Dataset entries
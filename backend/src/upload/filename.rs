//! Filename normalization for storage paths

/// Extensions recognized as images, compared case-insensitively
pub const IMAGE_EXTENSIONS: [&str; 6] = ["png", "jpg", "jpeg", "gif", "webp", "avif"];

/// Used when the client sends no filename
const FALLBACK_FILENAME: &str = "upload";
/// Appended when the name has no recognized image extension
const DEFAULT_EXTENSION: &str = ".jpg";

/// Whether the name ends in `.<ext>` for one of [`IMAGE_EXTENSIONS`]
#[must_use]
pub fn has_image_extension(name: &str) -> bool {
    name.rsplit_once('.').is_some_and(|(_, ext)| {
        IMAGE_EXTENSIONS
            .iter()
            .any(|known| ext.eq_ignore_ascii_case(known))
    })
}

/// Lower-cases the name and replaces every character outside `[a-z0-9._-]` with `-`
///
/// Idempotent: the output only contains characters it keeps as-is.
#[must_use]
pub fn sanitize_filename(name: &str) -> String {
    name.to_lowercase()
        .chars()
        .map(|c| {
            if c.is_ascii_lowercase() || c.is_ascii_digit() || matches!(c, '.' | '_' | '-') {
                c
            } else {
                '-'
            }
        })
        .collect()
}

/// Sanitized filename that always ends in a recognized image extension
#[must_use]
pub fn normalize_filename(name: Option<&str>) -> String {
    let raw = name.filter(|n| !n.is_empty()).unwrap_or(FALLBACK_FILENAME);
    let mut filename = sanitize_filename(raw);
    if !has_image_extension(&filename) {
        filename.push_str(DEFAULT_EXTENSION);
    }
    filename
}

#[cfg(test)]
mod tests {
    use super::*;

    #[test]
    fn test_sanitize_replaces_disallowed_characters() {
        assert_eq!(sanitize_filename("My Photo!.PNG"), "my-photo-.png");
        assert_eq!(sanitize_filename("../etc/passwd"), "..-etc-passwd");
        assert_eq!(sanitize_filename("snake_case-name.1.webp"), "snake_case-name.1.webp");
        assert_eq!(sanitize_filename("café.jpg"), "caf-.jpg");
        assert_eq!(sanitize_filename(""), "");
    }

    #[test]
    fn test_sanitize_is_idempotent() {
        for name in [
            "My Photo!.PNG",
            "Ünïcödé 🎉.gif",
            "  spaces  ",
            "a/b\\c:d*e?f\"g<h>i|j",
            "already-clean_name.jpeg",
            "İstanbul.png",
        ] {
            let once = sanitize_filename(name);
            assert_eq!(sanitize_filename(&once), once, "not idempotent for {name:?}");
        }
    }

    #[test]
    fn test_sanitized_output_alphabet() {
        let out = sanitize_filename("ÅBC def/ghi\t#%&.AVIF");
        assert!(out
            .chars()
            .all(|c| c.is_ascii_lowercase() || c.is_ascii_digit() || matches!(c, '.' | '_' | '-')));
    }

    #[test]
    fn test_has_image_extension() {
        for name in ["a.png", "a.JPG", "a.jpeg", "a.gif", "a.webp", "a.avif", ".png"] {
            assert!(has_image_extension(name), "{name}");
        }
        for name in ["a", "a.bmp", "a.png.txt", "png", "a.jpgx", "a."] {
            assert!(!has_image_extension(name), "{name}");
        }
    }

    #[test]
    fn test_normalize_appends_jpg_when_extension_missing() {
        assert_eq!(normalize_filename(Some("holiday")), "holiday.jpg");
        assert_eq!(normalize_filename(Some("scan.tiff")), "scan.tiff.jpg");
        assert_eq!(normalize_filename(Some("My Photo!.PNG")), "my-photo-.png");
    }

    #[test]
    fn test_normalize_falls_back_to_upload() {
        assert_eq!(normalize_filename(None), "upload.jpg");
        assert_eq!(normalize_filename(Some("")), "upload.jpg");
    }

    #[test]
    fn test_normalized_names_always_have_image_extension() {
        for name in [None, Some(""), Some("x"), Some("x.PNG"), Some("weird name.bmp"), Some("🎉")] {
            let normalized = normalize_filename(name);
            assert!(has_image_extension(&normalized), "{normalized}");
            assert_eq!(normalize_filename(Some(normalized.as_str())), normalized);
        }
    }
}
--
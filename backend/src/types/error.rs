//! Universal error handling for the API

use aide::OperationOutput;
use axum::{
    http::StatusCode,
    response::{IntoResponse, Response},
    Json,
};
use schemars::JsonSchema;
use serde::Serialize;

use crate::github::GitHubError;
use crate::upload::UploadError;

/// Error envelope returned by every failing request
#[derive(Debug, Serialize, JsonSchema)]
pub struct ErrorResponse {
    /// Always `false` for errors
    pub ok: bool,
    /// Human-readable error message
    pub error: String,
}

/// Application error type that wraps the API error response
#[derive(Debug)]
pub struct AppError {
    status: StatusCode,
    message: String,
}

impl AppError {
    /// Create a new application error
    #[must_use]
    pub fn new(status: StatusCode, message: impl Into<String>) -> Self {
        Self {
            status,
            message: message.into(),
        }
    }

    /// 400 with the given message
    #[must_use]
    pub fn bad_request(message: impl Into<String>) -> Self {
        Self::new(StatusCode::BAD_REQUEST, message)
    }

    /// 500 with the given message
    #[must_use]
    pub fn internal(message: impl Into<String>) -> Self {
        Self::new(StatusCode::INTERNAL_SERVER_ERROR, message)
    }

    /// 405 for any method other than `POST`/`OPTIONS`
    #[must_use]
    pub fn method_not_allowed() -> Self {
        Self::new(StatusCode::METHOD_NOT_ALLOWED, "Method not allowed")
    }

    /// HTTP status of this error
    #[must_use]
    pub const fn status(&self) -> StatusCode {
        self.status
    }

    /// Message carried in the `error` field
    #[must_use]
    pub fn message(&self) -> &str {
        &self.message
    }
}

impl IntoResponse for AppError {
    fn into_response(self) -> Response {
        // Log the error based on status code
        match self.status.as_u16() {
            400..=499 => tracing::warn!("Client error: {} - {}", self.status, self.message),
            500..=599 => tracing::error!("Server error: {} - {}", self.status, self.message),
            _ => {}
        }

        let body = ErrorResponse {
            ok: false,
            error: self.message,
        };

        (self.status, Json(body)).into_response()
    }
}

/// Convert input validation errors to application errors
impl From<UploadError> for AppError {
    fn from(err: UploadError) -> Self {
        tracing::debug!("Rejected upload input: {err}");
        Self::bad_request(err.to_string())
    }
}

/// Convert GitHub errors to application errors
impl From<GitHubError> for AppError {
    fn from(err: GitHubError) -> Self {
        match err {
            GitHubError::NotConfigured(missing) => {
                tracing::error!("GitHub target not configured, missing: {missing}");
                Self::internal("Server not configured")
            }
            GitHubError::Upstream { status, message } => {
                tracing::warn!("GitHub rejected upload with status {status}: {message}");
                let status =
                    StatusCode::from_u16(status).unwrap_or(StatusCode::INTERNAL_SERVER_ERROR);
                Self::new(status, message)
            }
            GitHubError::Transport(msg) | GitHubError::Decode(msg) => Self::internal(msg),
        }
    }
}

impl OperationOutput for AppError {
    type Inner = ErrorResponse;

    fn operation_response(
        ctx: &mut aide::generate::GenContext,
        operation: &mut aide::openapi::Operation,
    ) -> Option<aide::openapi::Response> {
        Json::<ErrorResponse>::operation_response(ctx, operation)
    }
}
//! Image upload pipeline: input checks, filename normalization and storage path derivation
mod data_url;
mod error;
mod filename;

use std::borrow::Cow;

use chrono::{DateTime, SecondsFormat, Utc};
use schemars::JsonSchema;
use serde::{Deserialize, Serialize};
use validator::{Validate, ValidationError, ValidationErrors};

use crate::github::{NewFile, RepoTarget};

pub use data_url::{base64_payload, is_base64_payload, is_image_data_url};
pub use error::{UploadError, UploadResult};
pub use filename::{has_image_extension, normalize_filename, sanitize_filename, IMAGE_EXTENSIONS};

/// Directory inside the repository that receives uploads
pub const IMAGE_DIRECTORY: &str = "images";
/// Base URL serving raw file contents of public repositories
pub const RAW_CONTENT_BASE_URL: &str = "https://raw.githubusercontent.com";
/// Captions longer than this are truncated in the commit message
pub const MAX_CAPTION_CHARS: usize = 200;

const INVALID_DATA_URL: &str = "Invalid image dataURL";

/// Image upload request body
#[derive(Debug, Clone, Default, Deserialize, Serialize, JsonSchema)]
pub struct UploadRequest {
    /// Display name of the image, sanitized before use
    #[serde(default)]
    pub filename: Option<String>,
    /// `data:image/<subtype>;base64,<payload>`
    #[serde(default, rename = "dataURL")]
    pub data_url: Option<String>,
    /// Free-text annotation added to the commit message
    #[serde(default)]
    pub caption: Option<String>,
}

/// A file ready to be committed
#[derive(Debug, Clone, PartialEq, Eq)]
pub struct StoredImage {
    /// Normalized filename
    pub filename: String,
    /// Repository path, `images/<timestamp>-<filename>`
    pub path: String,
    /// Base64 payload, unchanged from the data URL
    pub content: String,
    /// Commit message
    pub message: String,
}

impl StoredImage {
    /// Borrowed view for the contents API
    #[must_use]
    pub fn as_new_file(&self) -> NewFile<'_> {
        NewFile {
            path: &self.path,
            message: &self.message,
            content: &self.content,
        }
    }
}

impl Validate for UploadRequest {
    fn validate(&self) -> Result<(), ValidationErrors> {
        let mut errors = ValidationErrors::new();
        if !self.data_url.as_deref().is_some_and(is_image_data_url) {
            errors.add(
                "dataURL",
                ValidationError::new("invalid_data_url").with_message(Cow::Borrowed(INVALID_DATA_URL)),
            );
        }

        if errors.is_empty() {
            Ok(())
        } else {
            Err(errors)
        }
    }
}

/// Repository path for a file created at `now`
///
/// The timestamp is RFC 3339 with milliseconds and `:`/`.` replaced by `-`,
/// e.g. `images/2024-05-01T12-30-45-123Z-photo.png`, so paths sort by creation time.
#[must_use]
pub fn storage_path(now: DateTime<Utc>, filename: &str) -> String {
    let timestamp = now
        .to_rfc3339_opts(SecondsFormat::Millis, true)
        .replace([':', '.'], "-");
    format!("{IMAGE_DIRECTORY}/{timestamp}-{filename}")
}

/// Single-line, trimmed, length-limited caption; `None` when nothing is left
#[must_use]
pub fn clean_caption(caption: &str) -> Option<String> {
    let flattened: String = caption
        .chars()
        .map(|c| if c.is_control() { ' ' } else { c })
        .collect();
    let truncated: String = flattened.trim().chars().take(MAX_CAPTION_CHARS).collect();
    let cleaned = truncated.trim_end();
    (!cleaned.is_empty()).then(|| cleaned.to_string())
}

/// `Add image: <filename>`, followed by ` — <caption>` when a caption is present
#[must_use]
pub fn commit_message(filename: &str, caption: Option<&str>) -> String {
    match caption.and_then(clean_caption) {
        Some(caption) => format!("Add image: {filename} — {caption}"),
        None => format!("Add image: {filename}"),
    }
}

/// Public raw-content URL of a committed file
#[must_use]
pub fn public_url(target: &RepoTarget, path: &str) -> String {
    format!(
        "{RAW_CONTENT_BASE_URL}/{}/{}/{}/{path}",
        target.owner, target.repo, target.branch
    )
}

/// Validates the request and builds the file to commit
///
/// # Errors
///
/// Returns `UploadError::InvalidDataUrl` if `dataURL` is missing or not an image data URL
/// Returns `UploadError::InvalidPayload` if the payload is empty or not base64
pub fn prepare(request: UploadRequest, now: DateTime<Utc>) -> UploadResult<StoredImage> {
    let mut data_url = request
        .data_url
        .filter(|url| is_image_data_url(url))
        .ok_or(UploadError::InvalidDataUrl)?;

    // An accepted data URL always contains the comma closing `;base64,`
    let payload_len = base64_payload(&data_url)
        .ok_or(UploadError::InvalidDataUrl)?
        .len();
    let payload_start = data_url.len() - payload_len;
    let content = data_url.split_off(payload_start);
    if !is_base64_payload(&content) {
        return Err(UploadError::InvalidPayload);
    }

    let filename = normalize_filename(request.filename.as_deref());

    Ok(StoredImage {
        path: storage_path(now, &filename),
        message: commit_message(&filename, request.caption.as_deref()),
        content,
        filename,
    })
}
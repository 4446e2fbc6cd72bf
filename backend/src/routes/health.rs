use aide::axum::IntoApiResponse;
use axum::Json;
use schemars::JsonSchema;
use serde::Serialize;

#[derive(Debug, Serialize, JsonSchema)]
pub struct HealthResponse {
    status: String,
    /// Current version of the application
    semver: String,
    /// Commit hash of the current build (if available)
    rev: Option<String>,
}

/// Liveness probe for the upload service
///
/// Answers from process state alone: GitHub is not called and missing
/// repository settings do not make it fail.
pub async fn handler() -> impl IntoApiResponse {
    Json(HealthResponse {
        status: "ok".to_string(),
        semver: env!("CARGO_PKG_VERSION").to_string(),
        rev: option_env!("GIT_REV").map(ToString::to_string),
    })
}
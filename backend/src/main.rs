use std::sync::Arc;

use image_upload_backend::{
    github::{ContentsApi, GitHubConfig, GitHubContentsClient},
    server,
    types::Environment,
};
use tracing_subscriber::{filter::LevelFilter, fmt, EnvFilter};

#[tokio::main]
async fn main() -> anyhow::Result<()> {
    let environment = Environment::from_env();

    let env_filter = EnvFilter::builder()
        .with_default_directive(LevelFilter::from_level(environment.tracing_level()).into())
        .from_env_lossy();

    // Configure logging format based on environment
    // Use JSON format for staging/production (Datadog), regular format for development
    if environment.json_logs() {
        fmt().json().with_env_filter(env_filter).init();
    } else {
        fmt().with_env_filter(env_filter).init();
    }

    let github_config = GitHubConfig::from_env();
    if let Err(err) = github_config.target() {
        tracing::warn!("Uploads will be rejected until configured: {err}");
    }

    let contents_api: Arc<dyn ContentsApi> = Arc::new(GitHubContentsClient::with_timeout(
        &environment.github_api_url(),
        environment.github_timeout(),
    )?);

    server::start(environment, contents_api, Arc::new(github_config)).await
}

#### Aim of the task
Find the string "derive" in the data. Report each line it appears in.

#### Answer for this exercise
#[derive(Debug, Serialize, JsonSchema)]
#[derive(Debug)]
#[derive(Debug, Clone, Default, Deserialize, Serialize, JsonSchema)]
#[derive(Debug, Clone, PartialEq, Eq)]
#[derive(Debug, Serialize, JsonSchema)]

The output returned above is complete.